● THE PROBLEM
A verbatim reproduction of the lines below, from the line containing "Client-generated correlation identifier." through the line containing "64 random bits.", both ends included, is the whole required output.

● TASK INPUTS
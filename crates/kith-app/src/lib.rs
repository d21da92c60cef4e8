//! Application layer for Kith
//!
//! Pure view state for the chat UI and the session that wires it to the
//! connection. The view model is a state machine like the ones in
//! [`kith_core`]: events in, actions out, no I/O.
//!
//! # Components
//!
//! - [`ChatViewModel`]: conversation selection, message list, optimistic
//!   reconciliation, online users
//! - [`NotificationFeed`]: follow and follow-request activity
//! - [`Session`]: owns the manager, dispatcher, views and subscriptions
//! - [`render`]: plain-text rendering with [`render::render_or_fallback`]

#![forbid(unsafe_code)]

mod action;
mod chat;
mod event;
mod feed;
pub mod render;
mod session;
mod state;

pub use action::ChatAction;
pub use chat::{ChatViewModel, RECONCILE_WINDOW};
pub use event::ChatEvent;
pub use feed::{FeedItem, NotificationFeed};
pub use render::{RenderError, Rendered, render_or_fallback};
pub use session::{Session, SessionError};
pub use state::{ConversationState, Message, OnlineUsers, Target};
//! Chat message payloads.
//!
//! Inbound messages are stamped by the server (`from`, `timestamp`). Outbound
//! messages carry only what the client knows; the server fills in the sender
//! and echoes the message back to both parties.

use std::fmt;

use serde::{Deserialize, Serialize};

use crate::{FrameKind, Timestamp};

/// Stable user identifier assigned by the backend.
pub type UserId = u64;

/// Stable group identifier assigned by the backend.
pub type GroupId = u64;

/// Client-generated correlation identifier.
///
/// Attached to outbound messages and echoed unchanged by the server so an echo
/// can be matched to the optimistic message it confirms.
#[derive(Debug, Clone, PartialEq, Eq, Hash, Serialize, Deserialize)]
#[serde(transparent)]
pub struct CorrelationId(String);

impl CorrelationId {
    /// Correlation ID rendered from 64 random bits.
    #[must_use]
    pub fn from_u64(value: u64) -> Self {
        Self(format!("{value:016x}"))
    }

    /// Correlation ID as sent on the wire.
    #[must_use]
    pub fn as_str(&self) -> &str {
        &self.0
    }
}

impl fmt::Display for CorrelationId {
    fn fmt(&self, f: &mut fmt::Formatter<'_>) -> fmt::Result {
        f.write_str(&self.0)
    }
}

/// The conversation a chat view is attached to.
#[derive(Debug, Clone, Copy, PartialEq, Eq, Hash)]
pub enum Conversation {
    /// One-to-one conversation with a peer.
    Private(UserId),
    /// Group conversation.
    Group(GroupId),
}

impl fmt::Display for Conversation {
    fn fmt(&self, f: &mut fmt::Formatter<'_>) -> fmt::Result {
        match self {
            Self::Private(peer) => write!(f, "@{peer}"),
            Self::Group(group) => write!(f, "#{group}"),
        }
    }
}

/// Direct message between two users.
#[derive(Debug, Clone, PartialEq, Eq, Serialize, Deserialize)]
pub struct PrivateMessage {
    /// Sender.
    pub from: UserId,
    /// Recipient.
    pub to: UserId,
    /// Message body.
    pub content: String,
    /// Server timestamp.
    #[serde(default)]
    pub timestamp: Timestamp,
    /// Echoed correlation ID. `None` for servers that do not echo it.
    #[serde(default, skip_serializing_if = "Option::is_none")]
    pub client_id: Option<CorrelationId>,
}

/// Message posted to a group.
#[derive(Debug, Clone, PartialEq, Eq, Serialize, Deserialize)]
pub struct GroupMessage {
    /// Sender.
    pub from: UserId,
    /// Target group.
    pub group_id: GroupId,
    /// Message body.
    pub content: String,
    /// Server timestamp.
    #[serde(default)]
    pub timestamp: Timestamp,
    /// Echoed correlation ID. `None` for servers that do not echo it.
    #[serde(default, skip_serializing_if = "Option::is_none")]
    pub client_id: Option<CorrelationId>,
}

/// Message delivered to every connected user.
#[derive(Debug, Clone, PartialEq, Eq, Serialize, Deserialize)]
pub struct BroadcastMessage {
    /// Sender, if the broadcast came from a user rather than the system.
    #[serde(default, skip_serializing_if = "Option::is_none")]
    pub from: Option<UserId>,
    /// Message body.
    pub content: String,
    /// Server timestamp.
    #[serde(default)]
    pub timestamp: Timestamp,
}

/// Chat frame written by the client.
///
/// Wire shape: `{type, content, to?, group_id?, client_id?, timestamp}`.
#[derive(Debug, Clone, PartialEq, Eq, Serialize, Deserialize)]
pub struct OutgoingMessage {
    /// Frame kind (`private`, `group` or `broadcast`).
    #[serde(rename = "type")]
    pub kind: FrameKind,
    /// Message body.
    pub content: String,
    /// Recipient for private messages.
    #[serde(default, skip_serializing_if = "Option::is_none")]
    pub to: Option<UserId>,
    /// Target group for group messages.
    #[serde(default, skip_serializing_if = "Option::is_none")]
    pub group_id: Option<GroupId>,
    /// Correlation ID the server echoes back.
    #[serde(default, skip_serializing_if = "Option::is_none")]
    pub client_id: Option<CorrelationId>,
    /// Send time, stamped by the connection manager.
    #[serde(default)]
    pub timestamp: Timestamp,
}

impl OutgoingMessage {
    /// Outbound message addressed to `conversation`.
    #[must_use]
    pub fn to_conversation(conversation: Conversation, content: impl Into<String>) -> Self {
        match conversation {
            Conversation::Private(peer) => Self::private(peer, content),
            Conversation::Group(group) => Self::group(group, content),
        }
    }

    /// Outbound private message.
    #[must_use]
    pub fn private(to: UserId, content: impl Into<String>) -> Self {
        Self::new(FrameKind::Private, content, Some(to), None)
    }

    /// Outbound group message.
    #[must_use]
    pub fn group(group_id: GroupId, content: impl Into<String>) -> Self {
        Self::new(FrameKind::Group, content, None, Some(group_id))
    }

    /// Outbound broadcast.
    #[must_use]
    pub fn broadcast(content: impl Into<String>) -> Self {
        Self::new(FrameKind::Broadcast, content, None, None)
    }

    /// Outbound message with explicit fields.
    #[must_use]
    pub fn new(
        kind: FrameKind,
        content: impl Into<String>,
        to: Option<UserId>,
        group_id: Option<GroupId>,
    ) -> Self {
        Self {
            kind,
            content: content.into(),
            to,
            group_id,
            client_id: None,
            timestamp: Timestamp::default(),
        }
    }

    /// Attach a correlation ID.
    #[must_use]
    pub fn with_client_id(mut self, client_id: CorrelationId) -> Self {
        self.client_id = Some(client_id);
        self
    }

    /// Serialize to JSON text.
    pub fn encode(&self) -> crate::Result<String> {
        serde_json::to_string(self).map_err(|e| crate::ProtocolError::Encode(e.to_string()))
    }
}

● EXERCISE OUTPUT
/// Client-generated correlation identifier.
///
/// Attached to outbound messages and echoed unchanged by the server so an echo
/// can be matched to the optimistic message it confirms.
#[derive(Debug, Clone, PartialEq, Eq, Hash, Serialize, Deserialize)]
#[serde(transparent)]
pub struct CorrelationId(String);

impl CorrelationId {
    /// Correlation ID rendered from 64 random bits.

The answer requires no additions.